PROBLEM DESCRIPTION: Report each line of the data that contains the string "links".

Collected data:
◆ ◆ ◆

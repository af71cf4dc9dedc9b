//! Generate a throwaway CA and a server certificate for an in-cluster
//! service (`<service>.<namespace>.svc`) and write them as PEM files into a
//! fresh temp dir.

pub mod config;
pub mod error;
pub mod issuer;
pub mod verify;

pub use config::{Cli, FileConfig, IssuerConfig, ServiceIdentity};
pub use error::{ConfigError, IssueError, VerifyError};
pub use issuer::{issue_server_certificate, issue_server_certificate_in, IssuedBundle};
pub use verify::verify_bundle;
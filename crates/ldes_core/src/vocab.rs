//! Vocabulary IRIs used by the explorer.

use crate::error::{ExploreError, ExploreResult};

/// LDES namespace
pub const LDES_NS: &str = "https://w3id.org/ldes#";
/// TREE namespace
pub const TREE_NS: &str = "https://w3id.org/tree#";
/// Activity Streams namespace
pub const AS_NS: &str = "https://www.w3.org/ns/activitystreams#";

/// Link relation advertising the event stream an artifact belongs to
pub const REL_EVENT_STREAM: &str = "https://w3id.org/ldes#EventStream";
/// Link relation pointing at the log an event stream is written to
pub const REL_EVENT_LOG: &str = "https://w3id.org/ldes#eventLog";

/// Relation class used when a relation carries no more specific type
pub const CLASS_RELATION: &str = "https://w3id.org/tree#Relation";
/// Activity object class whose subject, relationship and object are resolved
pub const CLASS_RELATIONSHIP: &str = "https://www.w3.org/ns/activitystreams#Relationship";

/// Characters that may not appear inside an IRI reference in a query
const FORBIDDEN: &[char] = &['<', '>', '"', '{', '}', '|', '\\', '^', '`'];

/// Check that an IRI can be placed between angle brackets in a query.
///
/// # Errors
///
/// Returns `InvalidIri` for empty strings, whitespace, control characters,
/// or any character excluded from IRI references.
pub fn check_iri(iri: &str) -> ExploreResult<&str> {
    let bad = iri.is_empty()
        || iri
            .chars()
            .any(|c| c.is_whitespace() || c.is_control() || FORBIDDEN.contains(&c));
    if bad {
        return Err(ExploreError::InvalidIri {
            iri: iri.to_string(),
        });
    }
    Ok(iri)
}
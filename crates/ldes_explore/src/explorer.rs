//! Traversal facade: artifact URL in, ordered member stream out.

use crate::classify::Classifier;
use crate::config::ExplorerConfig;
use crate::materialize::Materializer;
use crate::members::MemberEnumerator;
use crate::pages::{build_pages, PageCursor};
use crate::resolve::LinkResolver;
use futures::future::ready;
use futures::stream::{self, BoxStream};
use futures::{Stream, StreamExt, TryStreamExt};
use ldes_core::{
    ArtifactRef, EventLogDescriptor, ExploreError, ExploreResult, FragmentRef, Member,
    MemberRecord, MemberRef, Variant,
};
use ldes_query::QueryProvider;
use ldes_transport::Transport;
use std::collections::HashSet;
use std::sync::Arc;

/// Member ids already emitted for the fragment currently being listed.
/// Only the tail is ever listed twice, so one fragment's worth is kept.
#[derive(Debug, Default)]
struct SeenMembers {
    fragment: Option<String>,
    ids: HashSet<String>,
}

impl SeenMembers {
    fn admit(&mut self, fragment: &str, refs: Vec<MemberRef>) -> Vec<MemberRef> {
        if self.fragment.as_deref() != Some(fragment) {
            self.fragment = Some(fragment.to_string());
            self.ids.clear();
        }
        refs.into_iter()
            .filter(|r| self.ids.insert(r.id.clone()))
            .collect()
    }
}

enum Walk {
    Discover(ArtifactRef),
    Pages {
        cursor: PageCursor,
        enumerator: MemberEnumerator,
        seen: SeenMembers,
    },
    Done,
}

/// Explores event streams through a transport and a query provider.
///
/// Cloning is cheap; every traversal owns its own cursor.
#[derive(Clone)]
pub struct Explorer {
    transport: Arc<dyn Transport>,
    provider: Arc<dyn QueryProvider>,
    config: ExplorerConfig,
}

impl Explorer {
    /// Create an explorer with default configuration
    #[must_use]
    pub fn new(transport: Arc<dyn Transport>, provider: Arc<dyn QueryProvider>) -> Self {
        Self {
            transport,
            provider,
            config: ExplorerConfig::default(),
        }
    }

    /// Replace the configuration
    #[must_use]
    pub fn with_config(mut self, config: ExplorerConfig) -> Self {
        self.config = config;
        self
    }

    /// Current configuration
    #[must_use]
    pub fn config(&self) -> &ExplorerConfig {
        &self.config
    }

    /// Resolve and classify the stream behind `artifact` without walking it
    ///
    /// # Errors
    ///
    /// Returns `NoEventStreamFound`, `UnsupportedVariant`, or
    /// `ProviderFailure`
    pub async fn discover(&self, artifact: &ArtifactRef) -> ExploreResult<EventLogDescriptor> {
        let links = LinkResolver::new(self.transport.clone())
            .with_event_log_rel(self.config.event_log_rel.clone())
            .resolve(artifact)
            .await?;
        let classification = Classifier::new(self.provider.clone())
            .classify(&links.root_url)
            .await?;

        Ok(EventLogDescriptor {
            root_url: links.root_url,
            variant: classification.variant,
            views: classification.views,
            event_log_template: links.event_log_template,
        })
    }

    /// Members of the stream behind `artifact`, in page order.
    ///
    /// Nothing is queried until the stream is polled. A discovery error is
    /// the first and only item; a provider failure while walking is yielded
    /// once and ends the stream.
    pub fn explore(&self, artifact: ArtifactRef) -> BoxStream<'static, ExploreResult<Member>> {
        self.explore_records(artifact)
            .map_ok(|record| record.member)
            .boxed()
    }

    /// Like [`Explorer::explore`], keeping listing metadata and the source
    /// fragment of every member
    pub fn explore_records(
        &self,
        artifact: ArtifactRef,
    ) -> BoxStream<'static, ExploreResult<MemberRecord>> {
        let explorer = self.clone();
        let pages = stream::unfold(Walk::Discover(artifact), move |walk| {
            let explorer = explorer.clone();
            async move { explorer.advance(walk).await }
        });
        fuse_on_error(pages.flatten().boxed()).boxed()
    }

    /// Members listed by a single fragment of a stream of the given variant
    pub fn members_of(
        &self,
        fragment: FragmentRef,
        variant: Variant,
    ) -> BoxStream<'static, ExploreResult<MemberRecord>> {
        let explorer = self.clone();
        let page = stream::once(async move {
            let enumerator = MemberEnumerator::new(explorer.provider.clone(), variant);
            match enumerator.list_members(&fragment).await {
                Ok(outcome) => explorer.materialize_page(fragment.url, outcome.into_members()),
                Err(err) => stream::once(ready(Err(err))).boxed(),
            }
        });
        fuse_on_error(page.flatten().boxed()).boxed()
    }

    async fn advance(
        &self,
        walk: Walk,
    ) -> Option<(BoxStream<'static, ExploreResult<MemberRecord>>, Walk)> {
        match walk {
            Walk::Done => None,
            Walk::Discover(artifact) => match self.discover(&artifact).await {
                Ok(descriptor) => {
                    let cursor = build_pages(self.provider.clone(), &descriptor, &self.config);
                    let enumerator = MemberEnumerator::new(self.provider.clone(), descriptor.variant);
                    Some((
                        stream::empty().boxed(),
                        Walk::Pages {
                            cursor,
                            enumerator,
                            seen: SeenMembers::default(),
                        },
                    ))
                }
                Err(err) => Some((stream::once(ready(Err(err))).boxed(), Walk::Done)),
            },
            Walk::Pages {
                mut cursor,
                enumerator,
                mut seen,
            } => {
                let page = match cursor.next_page().await {
                    Ok(Some(page)) => page,
                    Ok(None) => return None,
                    Err(err) => return Some((stream::once(ready(Err(err))).boxed(), Walk::Done)),
                };
                match enumerator.list_members(&page).await {
                    Ok(outcome) => {
                        let refs = seen.admit(&page.url, outcome.into_members());
                        let members = self.materialize_page(page.url, refs);
                        Some((
                            members,
                            Walk::Pages {
                                cursor,
                                enumerator,
                                seen,
                            },
                        ))
                    }
                    Err(err) => Some((stream::once(ready(Err(err))).boxed(), Walk::Done)),
                }
            }
        }
    }

    /// Materialize one page's members with bounded prefetch, keeping
    /// listing order and skipping excluded members
    fn materialize_page(
        &self,
        fragment: String,
        refs: Vec<MemberRef>,
    ) -> BoxStream<'static, ExploreResult<MemberRecord>> {
        let materializer = Materializer::new(self.provider.clone());
        stream::iter(refs)
            .map(move |member_ref| {
                let materializer = materializer.clone();
                let fragment = fragment.clone();
                async move {
                    let materialized = materializer.materialize(&member_ref).await?;
                    Ok::<_, ExploreError>(materialized.member.map(|member| MemberRecord {
                        member,
                        metadata: member_ref.metadata,
                        fragment,
                    }))
                }
            })
            .buffered(self.config.prefetch)
            .filter_map(|result: ExploreResult<Option<MemberRecord>>| ready(result.transpose()))
            .boxed()
    }
}

/// End the stream right after its first error
fn fuse_on_error<T, S>(items: S) -> impl Stream<Item = ExploreResult<T>>
where
    S: Stream<Item = ExploreResult<T>> + Unpin,
{
    // The flag is checked before polling again, so nothing past a fatal
    // error is ever requested from the inner stream.
    stream::unfold((items, false), |(mut items, failed)| async move {
        if failed {
            return None;
        }
        let item = items.next().await?;
        let failed = item.as_ref().err().is_some_and(ExploreError::is_fatal);
        Some((item, (items, failed)))
    })
}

◆ ◆ ◆

WRITTEN SOLUTION:
        let links = LinkResolver::new(self.transport.clone())
            .classify(&links.root_url)
            root_url: links.root_url,
            event_log_template: links.event_log_template,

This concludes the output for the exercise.